We will use the Iris dataset for this example and define the target column (Species).

# Load the Iris dataset
data("iris")
target_col <- "Species"

# Extract relevant columns from the dataset
mydata <- iris

Create the Classification Task

We create a classification task using the mlr3 package.

maintask <- mlr3::TaskClassif$new(
  id = "my_classification_task",
  backend = mydata,
  target = target_col
)

Split the Dataset

We will split the data into training and test sets.

splits <- mlr3::partition(maintask, ratio = 0.3)

Train the Model

Using the ranger algorithm, we will train a classification model.
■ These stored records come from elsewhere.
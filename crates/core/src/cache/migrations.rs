//! Database schema migrations.
//!
//! The applied schema version lives in SQLite's `user_version` header field.
//! Each pending migration runs in its own transaction together with the
//! version bump, so a failed step leaves the previous schema intact.

use tokio_rusqlite::Connection;
use tokio_rusqlite::rusqlite;

use super::Error;

/// Ordered schema steps; index + 1 is the version each one produces.
const MIGRATIONS: &[&str] = &[include_str!("../../migrations/001_generations.sql")];

/// Schema version this build writes.
pub const SCHEMA_VERSION: i64 = MIGRATIONS.len() as i64;

/// Bring the schema up to [`SCHEMA_VERSION`].
///
/// # Errors
///
/// Returns `Error::MigrationFailed` if the database was written by a newer
/// schema, or a database error if a step fails.
pub async fn run(conn: &Connection) -> Result<(), Error> {
    let applied = conn
        .call(|conn| -> Result<i64, Error> {
            let current = user_version(conn)?;
            if current > SCHEMA_VERSION {
                return Err(Error::MigrationFailed(format!(
                    "schema version {current} is newer than supported version {SCHEMA_VERSION}"
                )));
            }

            for (index, sql) in MIGRATIONS.iter().enumerate().skip(current as usize) {
                let version = index as i64 + 1;
                let tx = conn.transaction()?;
                tx.execute_batch(sql)
                    .map_err(|e| Error::MigrationFailed(format!("step {version}: {e}")))?;
                tx.pragma_update(None, "user_version", version)?;
                tx.commit()?;
            }

            Ok(SCHEMA_VERSION - current)
        })
        .await
        .map_err(Error::from)?;

    if applied > 0 {
        tracing::info!(applied, version = SCHEMA_VERSION, "applied schema migrations");
    }
    Ok(())
}

fn user_version(conn: &rusqlite::Connection) -> rusqlite::Result<i64> {
    conn.pragma_query_value(None, "user_version", |row| row.get(0))
}
//! MCP tool implementations.
//!
//! This module contains all tools exposed by the swcache server.

pub mod cache;
pub mod fetch;
pub mod lifecycle;

use rmcp::{
    ErrorData as McpError,
    model::{CallToolResult, Content},
};
use schemars::JsonSchema;
use serde::{Deserialize, Serialize};

use crate::error::ToolError;

/// A single header as exchanged with MCP clients.
#[derive(Debug, Clone, PartialEq, Eq, Serialize, Deserialize, JsonSchema)]
pub struct HeaderParam {
    pub name: String,
    pub value: String,
}

pub(crate) fn to_header_params(headers: &[(String, String)]) -> Vec<HeaderParam> {
    headers
        .iter()
        .map(|(name, value)| HeaderParam { name: name.clone(), value: value.clone() })
        .collect()
}

/// Render `output` as pretty JSON text content.
pub(crate) fn json_result<T: Serialize>(output: &T) -> Result<CallToolResult, McpError> {
    let json = serde_json::to_string_pretty(output).map_err(|e| ToolError::SerializeFailed(e.to_string()))?;
    Ok(CallToolResult::success(vec![Content::text(json)]))
}
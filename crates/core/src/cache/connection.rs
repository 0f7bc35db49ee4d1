//! Storage connection management with pragma configuration.
//!
//! This module handles opening the SQLite database, applying required pragmas
//! for performance and concurrency (WAL mode), and running migrations.

use super::migrations;
use crate::Error;
use std::path::Path;
use tokio_rusqlite::Connection;

const PRAGMAS: &str = "PRAGMA journal_mode=WAL;
     PRAGMA synchronous=NORMAL;
     PRAGMA temp_store=MEMORY;
     PRAGMA foreign_keys=ON;";

/// Handle to every cache generation.
///
/// Wraps a tokio-rusqlite Connection that runs database operations
/// on a background thread. Cloning shares the connection.
#[derive(Clone, Debug)]
pub struct CacheStorage {
    pub(crate) conn: Connection,
}

impl CacheStorage {
    /// Open storage at the specified path.
    ///
    /// Creates the file if it doesn't exist, applies performance pragmas,
    /// and runs any pending migrations.
    pub async fn open(path: impl AsRef<Path>) -> Result<Self, Error> {
        let conn = Connection::open(path).await.map_err(|e| Error::Database(e.into()))?;
        Self::init(conn).await
    }

    /// Open in-memory storage for testing.
    ///
    /// Creates a temporary in-memory SQLite database with the same
    /// pragma configuration as file-based storage.
    pub async fn open_in_memory() -> Result<Self, Error> {
        let conn = Connection::open_in_memory()
            .await
            .map_err(|e| Error::Database(e.into()))?;
        Self::init(conn).await
    }

    async fn init(conn: Connection) -> Result<Self, Error> {
        conn.call(|conn| {
            conn.execute_batch(PRAGMAS)?;
            Ok(())
        })
        .await
        .map_err(Error::Database)?;

        migrations::run(&conn).await?;

        Ok(Self { conn })
    }
}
mylrn <- mlr3::lrn("classif.ranger", predict_type = "prob")
mylrn$train(maintask, splits$train)

Make Predictions

Once the model is trained, we make predictions on the test set.

# Make predictions on the test set
predictions <- mylrn$predict(maintask, splits$test)

# Convert predictions to a data frame
predicted_classes <- predictions$response
true_classes <- mydata[splits$test, target_col]

Confusion Matrix

We create and visualize a confusion matrix using the cvms package.

# Create a confusion matrix
conf_matrix <- table(True = true_classes, Predicted = predicted_classes)

# Convert the confusion matrix to a data frame with required column names
conf_matrix_df <- as.data.frame(conf_matrix)
colnames(conf_matrix_df) <- c("Target", "Prediction", "N")

# Plot the confusion matrix
plot_confusion_matrix(conf_matrix_df)
## Warning in plot_confusion_matrix(conf_matrix_df): 'ggimage' is missing. Will
## not plot arrows and zero-shading.
## Warning in plot_confusion_matrix(conf_matrix_df): 'rsvg' is missing. Will not
## plot arrows and zero-shading.

SHAP (SHapley Additive exPlanations) Analysis

We will now compute SHAP values for the dataset to understand the feature importance for each class.

We now use the SHAP function to generate the SHAP plots for each class and a combined plot for all classes.

SHAP_output <- eSHAP_plot_multiclass(
  task = maintask,
  trained_model = mylrn,
  splits = splits,
  sample.size = 30,
  seed = seed,
  subset = 0.8
)

# Display the combined SHAP plot for each class
print(SHAP_output$combined_plot)
## TableGrob (3 x 1) "arrange": 3 grobs
##            z     cells    name           grob
## setosa     1 (1-1,1-1) arrange gtable[layout]
## versicolor 2 (2-2,1-1) arrange gtable[layout]
## virginica  3 (3-3,1-1) arrange gtable[layout]

Display the combined plot for all classes together

print(SHAP_output$combined_all_classes)

Notes:

  • This script loads the Iris dataset, trains a classifier using the ranger algorithm, makes predictions, creates a confusion matrix, and calculates SHAP values for feature importance.
  • SHAP values are visualized per class and across all classes using ggplot2.